Dataset entries

######

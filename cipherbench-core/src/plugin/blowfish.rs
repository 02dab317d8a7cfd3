// SPDX-License-Identifier: Apache-2.0
// Copyright 2025 Ankit Kumar Pandey

//! Blowfish in ECB mode with PKCS#7 padding.
//!
//! Unauthenticated: a corrupted artifact surfaces as a padding (`Format`)
//! or text (`Encoding`) error, or as a round-trip mismatch, never as
//! `Integrity`.
//!
//! Artifact format (binary):
//! ```text
//! [N * 8 bytes: ciphertext blocks]
//! ```

use blowfish::Blowfish;
use ecb::cipher::block_padding::Pkcs7;
use ecb::cipher::crypto_common::InnerInit;
use ecb::cipher::{BlockDecryptMut, BlockEncryptMut, KeyInit};

use super::{require_utf8, TransformPlugin, Transformed};
use crate::error::{TransformError, TransformResult};
use crate::keys::KeyMaterial;
use crate::types::AlgorithmId;

/// Blowfish block size in bytes.
pub const BLOCK_LEN: usize = 8;

type EcbEncryptor = ecb::Encryptor<Blowfish>;
type EcbDecryptor = ecb::Decryptor<Blowfish>;

pub struct BlowfishPlugin {
    cipher: Blowfish,
}

impl BlowfishPlugin {
    /// Build from key-store material; only symmetric keys are accepted.
    pub fn new(material: &KeyMaterial) -> TransformResult<Self> {
        match material {
            KeyMaterial::Symmetric(key) => Self::with_key(key.as_bytes()),
            other => Err(TransformError::KeyUnavailable {
                algorithm: AlgorithmId::Blowfish,
                reason: format!("expected symmetric key, found {}", other.kind()),
            }),
        }
    }

    /// Blowfish accepts keys of 4 to 56 bytes.
    pub fn with_key(key: &[u8]) -> TransformResult<Self> {
        let cipher =
            Blowfish::new_from_slice(key).map_err(|_| TransformError::KeyUnavailable {
                algorithm: AlgorithmId::Blowfish,
                reason: format!("invalid key length: {} bytes", key.len()),
            })?;
        Ok(Self { cipher })
    }
}

impl TransformPlugin for BlowfishPlugin {
    fn algorithm(&self) -> AlgorithmId {
        AlgorithmId::Blowfish
    }

    fn transform(&self, plaintext: &[u8]) -> TransformResult<Transformed> {
        require_utf8(plaintext, "plaintext")?;
        let output = EcbEncryptor::inner_init(self.cipher.clone())
            .encrypt_padded_vec_mut::<Pkcs7>(plaintext);
        Ok(Transformed::new(output))
    }

    fn inverse(&self, artifact: &[u8]) -> TransformResult<Vec<u8>> {
        if artifact.is_empty() || artifact.len() % BLOCK_LEN != 0 {
            return Err(TransformError::Format {
                reason: format!(
                    "blowfish artifact length {} is not a positive multiple of {}",
                    artifact.len(),
                    BLOCK_LEN
                ),
            });
        }

        let plaintext = EcbDecryptor::inner_init(self.cipher.clone())
            .decrypt_padded_vec_mut::<Pkcs7>(artifact)
            .map_err(|_| TransformError::Format {
                reason: "blowfish padding is invalid: wrong key or corrupted artifact"
                    .to_string(),
            })?;
        require_utf8(&plaintext, "decrypted plaintext")?;
        Ok(plaintext)
    }
}
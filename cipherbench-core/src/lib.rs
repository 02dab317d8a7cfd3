//! cipherbench Core Library
//!
//! Core library for the cipherbench encryption benchmark.
//! Provides validated types, configuration parsing, key material,
//! transform plugins and their registry, the payload store, entropy
//! analysis, and the pipeline state machine.

pub mod config;
pub mod entropy;
pub mod error;
pub mod keys;
pub mod payload;
pub mod plugin;
pub mod registry;
pub mod state;
pub mod storage;
pub mod types;

// Re-export commonly used types
pub use config::{
    BenchmarkConfig, Config, ConfigLoader, MetricsConfig, SamplerConfig, StoreConfig, SweepConfig,
};
pub use entropy::shannon_entropy;
pub use error::{
    BenchError, BenchResult, HardValidationError, StateTransitionError, StoreError, StoreResult,
    TransformError, TransformResult,
};
pub use keys::{KeyMaterial, KeyStore};
pub use plugin::{TransformPlugin, Transformed};
pub use registry::PluginRegistry;
pub use state::{PipelineState, PipelineStateMachine};
pub use storage::{FileStore, MemoryStore, PayloadStore};
pub use types::{AlgorithmId, IterationCount, Label, Operation};
// SPDX-License-Identifier: Apache-2.0
// Copyright 2025 Ankit Kumar Pandey

//! cipherbench CLI
//!
//! Command-line interface for the cipherbench encryption benchmark.

use std::path::PathBuf;

use clap::{Parser, Subcommand};

mod commands;
mod metrics;

/// cipherbench - Instrumented encryption benchmark pipeline
#[derive(Parser)]
#[command(name = "cipherbench")]
#[command(author, version, about, long_about = None)]
pub struct Cli {
    /// Enable verbose logging
    #[arg(short, long, global = true)]
    pub verbose: bool,

    #[command(subcommand)]
    pub command: Commands,
}

#[derive(Subcommand)]
pub enum Commands {
    /// Run the benchmark sweep
    Run {
        /// Configuration file path
        #[arg(short, long, default_value = "cipherbench.yaml")]
        config: PathBuf,

        /// Serve metrics on this port (overrides metrics.port)
        #[arg(long)]
        metrics_port: Option<u16>,

        /// Iterations per run (overrides benchmark.total_iterations)
        #[arg(long)]
        iterations: Option<u64>,

        /// Keep serving metrics after the sweep until Ctrl+C
        #[arg(long)]
        hold: bool,
    },

    /// Validate a configuration file
    Validate {
        /// Path to the configuration file
        file: PathBuf,
    },

    /// Ingest plaintext payloads into a file store
    Seed {
        /// Store root directory
        #[arg(short, long, default_value = "./store")]
        store: PathBuf,

        /// Generate the standard 100KB..5MB payload set
        #[arg(long)]
        standard: bool,

        /// Generate a text payload sized by its label, e.g. "750KB file"
        #[arg(long = "generate", value_name = "LABEL")]
        generate: Vec<String>,

        /// Ingest a file under a label, as LABEL=PATH
        #[arg(long = "file", value_name = "LABEL=PATH", value_parser = commands::seed::parse_file_arg)]
        files: Vec<(String, PathBuf)>,
    },

    /// List registered algorithms
    Algorithms,

    /// List saved sweep reports, or print one
    Reports {
        /// Directory holding sweep_*.json reports
        #[arg(short, long, default_value = "results")]
        dir: PathBuf,

        /// Print the summary table of this report
        #[arg(long, value_name = "PATH")]
        show: Option<PathBuf>,
    },
}

#[tokio::main]
async fn main() -> anyhow::Result<()> {
    let cli = Cli::parse();

    // Initialize logging
    let log_level = if cli.verbose { "debug" } else { "info" };
    tracing_subscriber::fmt().with_env_filter(log_level).init();

    // Dispatch to command handlers
    match cli.command {
        Commands::Run {
            config,
            metrics_port,
            iterations,
            hold,
        } => commands::run::execute(&config, metrics_port, iterations, hold).await,
        Commands::Validate { file } => commands::validate::execute(&file).await,
        Commands::Seed {
            store,
            standard,
            generate,
            files,
        } => commands::seed::execute(&store, standard, &generate, &files).await,
        Commands::Algorithms => commands::algorithms::execute().await,
        Commands::Reports { dir, show } => {
            commands::reports::execute(&dir, show.as_deref()).await
        }
    }
}
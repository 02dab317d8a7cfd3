// SPDX-License-Identifier: Apache-2.0
// Copyright 2025 Ankit Kumar Pandey

//! Pipeline orchestrator.
//!
//! Drives one (plugin, label) pair through the staged pipeline:
//! fetch the plaintext, run the measured forward loop, commit the last
//! artifact, then (when verifying) fetch it back, run the measured inverse
//! loop and commit the recovered plaintext.
//!
//! Failures never escape as errors: every run ends in a [`RunReport`].

use std::sync::Arc;
use std::time::Duration;

use cipherbench_core::{
    shannon_entropy, AlgorithmId, BenchmarkConfig, IterationCount, Label, Operation, PayloadStore,
    PipelineState, PipelineStateMachine, StateTransitionError, StoreError, TransformPlugin,
};

use crate::exporter::MetricsExporter;
use crate::metrics::{FailureKind, IterationFailure, SampleRecord};
use crate::report::{RunOutcome, RunReport, StageSummary};
use crate::sampler::{Sampler, SystemMetricsProvider};
use crate::sink::ResultSink;

/// Settings shared by every run of a sweep.
#[derive(Debug, Clone, Copy)]
pub struct RunSettings {
    pub max_consecutive_failures: u32,
    pub iteration_timeout: Duration,
    /// Run the inverse stage and compare against the source plaintext.
    pub verify: bool,
}

impl Default for RunSettings {
    fn default() -> Self {
        Self::from(&BenchmarkConfig::default())
    }
}

impl From<&BenchmarkConfig> for RunSettings {
    fn from(config: &BenchmarkConfig) -> Self {
        Self {
            max_consecutive_failures: config.max_consecutive_failures,
            iteration_timeout: config.iteration_timeout,
            verify: config.verify,
        }
    }
}

/// One (plugin, label) pair to drive through the pipeline.
#[derive(Debug, Clone)]
pub struct PipelineRun {
    pub plugin: Arc<dyn TransformPlugin>,
    pub label: Label,
    pub total_iterations: IterationCount,
    pub try_number: u32,
}

impl PipelineRun {
    pub fn algorithm(&self) -> AlgorithmId {
        self.plugin.algorithm()
    }
}

/// A failure that ends the run.
#[derive(Debug)]
struct StageFailure {
    stage: PipelineState,
    kind: FailureKind,
    message: String,
    /// Already counted in `operation_failures_total` per iteration.
    counted: bool,
}

impl StageFailure {
    fn new(stage: PipelineState, kind: FailureKind, message: impl Into<String>) -> Self {
        Self {
            stage,
            kind,
            message: message.into(),
            counted: false,
        }
    }

    fn store(stage: PipelineState, err: StoreError) -> Self {
        Self::new(stage, FailureKind::from(&err), err.to_string())
    }

    fn transition(stage: PipelineState, err: StateTransitionError) -> Self {
        Self::new(stage, FailureKind::InvalidTransition, err.to_string())
    }
}

/// Records and failures of one direction.
#[derive(Debug)]
struct StageLog {
    operation: Operation,
    records: Vec<SampleRecord>,
    failures: Vec<IterationFailure>,
    last_output: Option<Vec<u8>>,
    bytes_committed: Option<u64>,
}

impl StageLog {
    fn new(operation: Operation) -> Self {
        Self {
            operation,
            records: Vec::new(),
            failures: Vec::new(),
            last_output: None,
            bytes_committed: None,
        }
    }

    fn summary(self) -> StageSummary {
        StageSummary::from_parts(
            self.operation,
            &self.records,
            self.failures,
            self.bytes_committed,
        )
    }
}

/// Drives pipeline runs against a store, a sampler and an exporter.
pub struct PipelineOrchestrator<'a, P> {
    settings: RunSettings,
    store: &'a dyn PayloadStore,
    sampler: &'a mut Sampler<P>,
    exporter: &'a MetricsExporter,
}

impl<'a, P: SystemMetricsProvider> PipelineOrchestrator<'a, P> {
    pub fn new(
        settings: RunSettings,
        store: &'a dyn PayloadStore,
        sampler: &'a mut Sampler<P>,
        exporter: &'a MetricsExporter,
    ) -> Self {
        Self {
            settings,
            store,
            sampler,
            exporter,
        }
    }

    /// Execute one run, appending every record to `sink`.
    pub fn run(&mut self, run: &PipelineRun, sink: &mut dyn ResultSink) -> RunReport {
        let algorithm = run.algorithm();
        let mut sm = PipelineStateMachine::new(format!("{}/{}", algorithm, run.label));
        let mut forward = StageLog::new(Operation::Encryption);
        let mut inverse = StageLog::new(Operation::Decryption);

        tracing::info!(
            algorithm = %algorithm,
            label = %run.label,
            iterations = run.total_iterations.get(),
            try_number = run.try_number,
            "Starting pipeline run"
        );

        let outcome = match self.execute(&mut sm, run, sink, &mut forward, &mut inverse) {
            Ok(outcome) => outcome,
            Err(failure) => {
                let time_in_stage = sm.time_in_current_state();
                sm.fail();
                if !failure.counted {
                    self.exporter.record_failure(&run.label);
                }
                tracing::error!(
                    run = sm.run(),
                    stage = %failure.stage,
                    kind = %failure.kind,
                    time_in_stage_ms = time_in_stage.as_millis() as u64,
                    "Pipeline run failed: {}",
                    failure.message
                );
                RunOutcome::Failed {
                    stage: failure.stage,
                    kind: failure.kind,
                    message: failure.message,
                }
            }
        };

        if outcome.is_completed() {
            tracing::info!(
                algorithm = %algorithm,
                label = %run.label,
                encrypted = forward.records.len(),
                decrypted = inverse.records.len(),
                "Pipeline run completed"
            );
        }

        let forward_ran = !forward.records.is_empty() || !forward.failures.is_empty();
        let inverse_ran = !inverse.records.is_empty() || !inverse.failures.is_empty();

        RunReport {
            algorithm,
            label: run.label.clone(),
            try_number: run.try_number,
            total_iterations: run.total_iterations.get(),
            outcome,
            encryption: forward_ran.then(|| forward.summary()),
            decryption: inverse_ran.then(|| inverse.summary()),
            csv_path: None,
        }
    }

    fn execute(
        &mut self,
        sm: &mut PipelineStateMachine,
        run: &PipelineRun,
        sink: &mut dyn ResultSink,
        forward: &mut StageLog,
        inverse: &mut StageLog,
    ) -> Result<RunOutcome, StageFailure> {
        let algorithm = run.algorithm();

        // Stage A
        advance(sm, PipelineState::FetchSource)?;
        let plaintext = match self.store.fetch_plaintext(&run.label) {
            Ok(Some(data)) => data,
            Ok(None) => return self.finish_empty(sm, run, PipelineState::FetchSource),
            Err(e) => return Err(StageFailure::store(PipelineState::FetchSource, e)),
        };

        self.run_loop(sm, run, &plaintext, sink, forward)?;

        // Stage B
        advance(sm, PipelineState::CommitArtifact)?;
        let artifact = take_last_output(forward, PipelineState::CommitArtifact)?;
        self.store
            .commit_artifact(algorithm, &run.label, &artifact)
            .map_err(|e| StageFailure::store(PipelineState::CommitArtifact, e))?;
        forward.bytes_committed = Some(artifact.len() as u64);

        if !self.settings.verify {
            advance(sm, PipelineState::Done)?;
            return Ok(RunOutcome::Completed);
        }

        advance(sm, PipelineState::FetchArtifact)?;
        let artifact = match self.store.fetch_artifact(algorithm, &run.label) {
            Ok(Some(data)) => data,
            Ok(None) => return self.finish_empty(sm, run, PipelineState::FetchArtifact),
            Err(e) => return Err(StageFailure::store(PipelineState::FetchArtifact, e)),
        };

        self.run_loop(sm, run, &artifact, sink, inverse)?;

        // Stage C
        advance(sm, PipelineState::CommitResult)?;
        let recovered = take_last_output(inverse, PipelineState::CommitResult)?;
        self.store
            .commit_result(algorithm, &run.label, &recovered)
            .map_err(|e| StageFailure::store(PipelineState::CommitResult, e))?;
        inverse.bytes_committed = Some(recovered.len() as u64);

        if recovered != plaintext {
            return Err(StageFailure::new(
                PipelineState::CommitResult,
                FailureKind::Integrity,
                format!(
                    "round trip mismatch: recovered {} bytes, expected {}",
                    recovered.len(),
                    plaintext.len()
                ),
            ));
        }

        advance(sm, PipelineState::Done)?;
        Ok(RunOutcome::Completed)
    }

    fn finish_empty(
        &self,
        sm: &mut PipelineStateMachine,
        run: &PipelineRun,
        stage: PipelineState,
    ) -> Result<RunOutcome, StageFailure> {
        tracing::warn!(
            algorithm = %run.algorithm(),
            label = %run.label,
            stage = %stage,
            "No data for label"
        );
        advance(sm, PipelineState::Done)?;
        Ok(RunOutcome::Empty { stage })
    }

    /// `total_iterations` sampled plugin calls in one direction.
    fn run_loop(
        &mut self,
        sm: &mut PipelineStateMachine,
        run: &PipelineRun,
        input: &[u8],
        sink: &mut dyn ResultSink,
        log: &mut StageLog,
    ) -> Result<(), StageFailure> {
        let operation = log.operation;
        let (measure_state, record_state) = match operation {
            Operation::Encryption => (PipelineState::MeasureTransform, PipelineState::RecordTransform),
            Operation::Decryption => (PipelineState::MeasureInverse, PipelineState::RecordInverse),
        };
        let plugin = &run.plugin;
        let mut consecutive_failures = 0u32;

        for iteration in 1..=run.total_iterations.get() {
            advance(sm, measure_state)?;
            let (result, measurement) = self.sampler.measure(|| match operation {
                Operation::Encryption => plugin.transform(input).map(|t| t.output),
                Operation::Decryption => plugin.inverse(input),
            });
            advance(sm, record_state)?;

            let result = match result {
                Ok(_) if measurement.duration > self.settings.iteration_timeout => Err((
                    FailureKind::Timeout,
                    format!(
                        "iteration took {:?}, limit {:?}",
                        measurement.duration, self.settings.iteration_timeout
                    ),
                )),
                Ok(output) => Ok(output),
                Err(e) => Err((FailureKind::from(&e), e.to_string())),
            };

            match result {
                Ok(output) => {
                    consecutive_failures = 0;
                    let entropy_bits_per_byte =
                        (operation == Operation::Encryption).then(|| shannon_entropy(&output));
                    let record = SampleRecord {
                        operation,
                        iteration,
                        label: run.label.clone(),
                        cpu_percent: measurement.cpu_percent,
                        memory_delta_mb: measurement.memory_delta_mb,
                        resident_mb: measurement.resident_mb,
                        duration_sec: measurement.duration.as_secs_f64(),
                        output_size_bytes: output.len() as u64,
                        entropy_bits_per_byte,
                    };

                    sink.append(&record).map_err(|e| {
                        StageFailure::new(record_state, FailureKind::Sink, e.to_string())
                    })?;
                    self.exporter.observe(&record);

                    tracing::debug!(
                        algorithm = %run.algorithm(),
                        label = %run.label,
                        operation = %operation,
                        iteration,
                        duration_sec = record.duration_sec,
                        cpu_percent = record.cpu_percent,
                        "Iteration recorded"
                    );
                    log.records.push(record);
                    log.last_output = Some(output);
                }
                Err((kind, message)) => {
                    consecutive_failures += 1;
                    self.exporter.record_failure(&run.label);
                    tracing::warn!(
                        algorithm = %run.algorithm(),
                        label = %run.label,
                        stage = %measure_state,
                        iteration,
                        kind = %kind,
                        "Iteration failed: {}",
                        message
                    );
                    let failure = IterationFailure {
                        operation,
                        iteration,
                        label: run.label.clone(),
                        kind,
                        message: message.clone(),
                    };
                    sink.append_failure(&failure).map_err(|e| {
                        StageFailure::new(record_state, FailureKind::Sink, e.to_string())
                    })?;
                    log.failures.push(failure);

                    if consecutive_failures >= self.settings.max_consecutive_failures {
                        return Err(StageFailure {
                            stage: measure_state,
                            kind,
                            message: format!(
                                "aborted after {} consecutive failures; last: {}",
                                consecutive_failures, message
                            ),
                            counted: true,
                        });
                    }
                }
            }
        }

        Ok(())
    }
}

######

WHAT YOU HAVE TO DO:
What is needed is every line from the beginning of the data up to and including the line with "Unauthenticated: a corrupted", given again word for word.

SOLVED PROBLEM:
filename cipherbench-core/src/plugin/blowfish.rs
repository 02dab317d8a7cfd3
// SPDX-License-Identifier: Apache-2.0
// Copyright 2025 Ankit Kumar Pandey

//! Blowfish in ECB mode with PKCS#7 padding.
//!
//! Unauthenticated: a corrupted artifact surfaces as a padding (`Format`)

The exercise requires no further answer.